The majority of participants experienced no change in cycle length; however, some reported changes in their expected first day of menstruation. Gestrinone appeared to shorten the expected cycle length somewhat, whereas mifepristone appeared to lengthen it somewhat. These findings are consistent with other mifepristone emergency contraception studies demonstrating that onset of menstruation is often delayed,1,3 but they are in contrast to Gao et al,11 who found that 5 mg gestrinone did not have any significant effect on menstrual-cycle length. The present study used 10 mg gestrinone, and the increased dosage may explain our findings. Nonetheless, an earlier menstruation noted by some gestrinone users may be more desirable for women who are concerned about unintended pregnancy after taking emergency contraception.

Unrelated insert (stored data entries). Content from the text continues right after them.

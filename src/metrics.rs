use serde::Serialize;

use crate::RescacheEngine;

#[derive(Serialize)]
pub struct MetricsSnapshot {
    pub cache_entries: usize,
    pub uptime_seconds: u64,
    pub server_time: String,
}

impl MetricsSnapshot {
    pub fn capture(engine: &RescacheEngine) -> Self {
        Self {
            cache_entries: engine.cache.len(),
            uptime_seconds: engine.start_time.elapsed().as_secs(),
            server_time: chrono::Utc::now().to_rfc3339(),
        }
    }
}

This study's strength is its large sample size. Another strength is the small number of women lost to follow-up, making it unlikely that having excluded them in the final analysis biases the effectiveness results. One limitation, however, is that this study was conducted within one country and may not be generalizable to women living in other countries. One emergency contraception trial noted slightly higher pregnancy rates in Chinese women compared with non-Chinese women.1 Although this reported finding was not significant, a multinational trial is necessary to assess fully the generalizability of gestrinone as emergency contraception.

Levonorgestrel is a contraceptive hormone that has shown similar efficacy to mifepristone as emergency contraception.1 Additionally, its postcoital regimen has been simplified into a single 1.5-mg dose and is approved and registered in more than 100 countries.14 However, some evidence suggests that levonorgestrel may be less effective after a 48-hour delay in treatment.1,15 Sustained effectiveness would be important, particularly in low-resource areas where transportation to medical facilities that may administer emergency contraception is often limited. A head-to-head trial is necessary to determine whether gestrinone has benefits over levonorgestrel regarding treatment delay.

In conclusion, 10 mg gestrinone does not differ significantly from 10 mg mifepristone as emergency contraception. The findings of the present study suggest that gestrinone is safe to use for emergency contraception; however, larger studies are needed to assess further the extent to which gestrinone can protect postcoitally against unwanted pregnancy and how it may compare with the more widely available levonorgestrel regimen.